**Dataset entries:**

========

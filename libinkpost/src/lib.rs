//! Inkpost - publish to a GitHub-hosted static site from the terminal
//!
//! The library holds the author's credential (a GitHub App private key),
//! derives short-lived tokens from it, and drives the publish, delete and
//! key-import flows used by the `ink-*` binaries.

pub mod auth;
pub mod config;
pub mod credentials;
pub mod error;
pub mod github;
pub mod logging;
pub mod mock;
pub mod notifications;
pub mod orchestrator;
pub mod publish;
pub mod session;
pub mod sync;
pub mod types;

// Re-export commonly used types
pub use auth::{AuthSnapshot, AuthState, GitHubAppIssuer, TokenIssuer, VerifiedCredential};
pub use config::Config;
pub use credentials::{open_cache, CredentialCache, CredentialConfig, StorageBackend};
pub use error::{AuthError, InkpostError, PublishError, Result};
pub use notifications::{NotificationBus, NotifyOptions, Severity};
pub use orchestrator::{Orchestrator, Outcome, Phase};
pub use publish::{GitHubPublisher, Publisher};
pub use session::Session;
pub use sync::{AuthSignal, StorageWatcher, SyncHub};
pub use types::{AuthToken, Cover, Credential, DraftPost, ImageAsset, PostForm, PostMode};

========

Please retype, exactly as written, every line from the line containing "pub mod mock;" through the last line of the records above, including both of those lines, and nothing else.

pub mod mock;
pub mod notifications;
pub mod orchestrator;
pub mod publish;
pub mod session;
pub mod sync;
pub mod types;

// Re-export commonly used types
pub use auth::{AuthSnapshot, AuthState, GitHubAppIssuer, TokenIssuer, VerifiedCredential};
pub use config::Config;
pub use credentials::{open_cache, CredentialCache, CredentialConfig, StorageBackend};
pub use error::{AuthError, InkpostError, PublishError, Result};
pub use notifications::{NotificationBus, NotifyOptions, Severity};
pub use orchestrator::{Orchestrator, Outcome, Phase};
pub use publish::{GitHubPublisher, Publisher};
pub use session::Session;
pub use sync::{AuthSignal, StorageWatcher, SyncHub};
pub use types::{AuthToken, Cover, Credential, DraftPost, ImageAsset, PostForm, PostMode};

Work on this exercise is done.